– Положа руку на сердце, скажу вам, досточтимый мой хозяин: если то, что с нами сегодня произошло, можно назвать приключением, то это одно из самых приятных и отрадных приключений, какие за все время наших странствований выпадали на нашу долю, – на сей раз дело обошлось без побоев и безо всяких треволнений, нам не пришлось ни обнажать меча, ни молотить землю своими телами, ни голодать. Благодарю тебя, господи, за то, что ты дал мне своими глазами увидеть такое приключение!
– Ты молвил справедливо, Санчо, – заметил Дон Кихот, – прими, однако ж, в рассуждение, что день на день не похож и что счастье изменчиво. То же, что простой народ называет приметами и что не имеет под собой разумных оснований, человеку просвещенному надлежит почитать и признавать всего лишь за благоприятные явления. Иной суевер встанет спозаранку, выйдет из дому, и по дороге встретится ему монах ордена блаженного Франциска, так он, точно увидел грифа,[197]
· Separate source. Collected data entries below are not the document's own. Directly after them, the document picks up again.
//! Tests for labeled dataset generation.

use inference_bench::errors::GeneratorError;
use inference_bench::generators::{ColumnType, DatasetGenerator, seeded_rng};
use inference_bench::input_shapes::InputShapes;
use inference_bench::tensor::DType;

fn dataset_shapes(dataset_size: usize) -> InputShapes {
    InputShapes::from_pairs([
        ("dataset_size", dataset_size),
        ("sequence_length", 8),
        ("num_choices", 2),
    ])
}

#[cfg(test)]
mod dataset_generator_tests {
    use super::*;

    #[test]
    fn test_dataset_size_becomes_batch_size() {
        let generator =
            DatasetGenerator::new("text-classification", dataset_shapes(10), seeded_rng(0))
                .unwrap();
        let shapes = generator.dataset_shapes();
        assert_eq!(shapes.get("batch_size"), Some(10));
        assert!(!shapes.contains("dataset_size"));
    }

    #[test]
    fn test_text_classification_dataset_has_labels() {
        let mut generator =
            DatasetGenerator::new("text-classification", dataset_shapes(10), seeded_rng(0))
                .unwrap();
        let dataset = generator.generate().unwrap();

        assert_eq!(dataset.len(), 10);
        assert_eq!(
            dataset.column_names().collect::<Vec<_>>(),
            vec!["attention_mask", "input_ids", "labels", "token_type_ids"]
        );
        assert_eq!(
            dataset.features()["labels"],
            ColumnType::Tensor {
                dtype: DType::I64,
                rank: 0
            }
        );

        for row in dataset.iter() {
            assert_eq!(row.tensor("input_ids").unwrap().shape(), &[8]);
            let label = row.tensor("labels").unwrap().as_i64().unwrap()[0];
            assert!((0..2).contains(&label));
        }
    }

    #[test]
    fn test_multiple_choice_rows_keep_choice_dimension() {
        let mut generator =
            DatasetGenerator::new("multiple-choice", dataset_shapes(4), seeded_rng(0)).unwrap();
        let dataset = generator.generate().unwrap();

        let row = dataset.row(0).unwrap();
        assert_eq!(row.tensor("input_ids").unwrap().shape(), &[2, 8]);
        assert!(dataset.row(4).is_none());
    }

    #[test]
    fn test_missing_dataset_size_is_an_error() {
        let result = DatasetGenerator::new(
            "fill-mask",
            InputShapes::from_pairs([("sequence_length", 8)]),
            seeded_rng(0),
        );
        assert!(matches!(
            result,
            Err(GeneratorError::MissingShape { ref key, .. }) if key == "dataset_size"
        ));
    }

    #[test]
    fn test_unsupported_task_lists_no_model_types() {
        let result = DatasetGenerator::new("protein-folding", dataset_shapes(4), seeded_rng(0));
        let error = match result {
            Err(error) => error,
            Ok(_) => panic!("protein-folding should not be supported"),
        };

        let message = error.to_string();
        assert!(message.starts_with("Task 'protein-folding' is not supported"));
        assert!(!message.contains("model type"));

        match error {
            GeneratorError::UnsupportedTask {
                supported_tasks,
                supported_model_types,
                ..
            } => {
                assert!(!supported_tasks.is_empty());
                assert!(supported_model_types.is_empty());
            }
            other => panic!("unexpected error {:?}", other),
        }
    }

    #[test]
    fn test_same_seed_gives_identical_datasets() {
        let first = DatasetGenerator::new("token-classification", dataset_shapes(6), seeded_rng(9))
            .unwrap()
            .generate()
            .unwrap();
        let second = DatasetGenerator::new("token-classification", dataset_shapes(6), seeded_rng(9))
            .unwrap()
            .generate()
            .unwrap();
        assert_eq!(first, second);
    }
}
мигом покажет ему тыл – и скорей назад. Какой-нибудь Мендоса рассыплет на столе соль, и по сердцу у него сей же час рассыплется тоска,[198] словно природа обязана предуведомлять о грядущих невзгодах именно такими ничтожными знаками. Между тем просвещенный христианин не станет посредством таких пустяков выведывать волю небес. Сципион[199] прибыл в Африку и, ступив на сушу, споткнулся и упал, и это воинами его было принято за дурное предзнаменование, а он, обнявши землю руками, воскликнул: «Ты не уйдешь от меня, Африка, ибо я держу тебя в своих объятиях!» Так, вот, Санчо, встреча с этими изображениями явилась для меня радостнейшим событием.– Я тоже так думаю, – согласился Санчо, – мне бы только хотелось знать, ваша милость, отчего это испанцы, когда идут в бой, всегда так призывают на помощь святого Дьего Мавроборца: «Святой Яго, запри Испанию!»[200]
Разве Испания была отперта и ее надлежало запереть? В чем тут все дело?– Экий ты бестолковый, Санчо! – воскликнул Дон Кихот. – Пойми, что великому этому рыцарю багряного креста господь повелел быть покровителем и заступником Испании, особливо в годину тех ожесточенных боев, какие вели испанцы с маврами, вот почему, когда испанцам предстоит сражение, они обращаются к этому святому как к своему защитнику и призывают его имя, и многие сами видели его в бою, видели, как он сокрушал, попирал, уничтожал и истреблял полчища агарян,[201]
– в доказательство я мог бы привести немало примеров, почерпнутых из правдивых испанских хроник.После этого Санчо, переменив разговор, сказал своему господину:
– Дивлюсь я, сеньор, до чего ж бесстыжая девка эта Альтисидора, герцогинина служанка. Видно, здорово ранил и прострелил ее этот, как его, Амур, – говорят про него, что он мальчонка слепенький, но хоть и гноятся у него глаза, а пожалуй, что и совсем не видят, все-таки стоит ему нацелиться кому-нибудь в сердце, пусть даже в малюсенькое, и он уж непременно попадет и пронзит его насквозь. Еще я слыхал, будто любовные его стрелы притупляются и ломаются о девичью стыдливость и скромность, ну, а с этой Альтисидорой они скорее заострились, нежели притупились.
– Прими в соображение, Санчо, – заметил Дон Кихот, – что любовь ни с кем не считается, ни в чем меры не знает, и у нее тот же нрав и обычай, что и у смерти: она столь же властно вторгается в пышные королевские чертоги, как и в убогие хижины пастухов, и когда она всецело овладевает душой, то прежде всего изгоняет из нее страх и стыдливость: вот почему, утратив стыд, Альтисидора и призналась в своих чувствах, в моей же душе они возбудили не столько жалость, сколько смятение.
– Чудовищная жестокость! Неслыханная бесчеловечность! – воскликнул Санчо. – Доведись до меня, я бы размяк и растаял от первого же ее ласкового словечка. Черт возьми! Что за каменное у вас сердце, что за медная грудь, что за известковая душа! Но только я никак не пойму, что такое в вас-то нашла эта девушка, отчего она размякла и растаяла: какой такой блеск, какую такую молодцеватость, какую такую особую прелесть, и что такое у вас есть в лице, что могло бы прельстить ее, и наконец все ли это вместе взятое или же какая-нибудь отдельная ваша черта? По правде сказать, мне частенько приходилось окидывать вашу милость взглядом от самых пяток до кончиков волос на голове, и всякий раз я находил в вашей милости больше такого, что может скорее отпугнуть, нежели прельстить. Притом же я слыхал, что любят прежде всего и главным образом за красоту, а как ваша милость совсем даже некрасива, то я уж и не понимаю, во что же бедняжка влюбилась.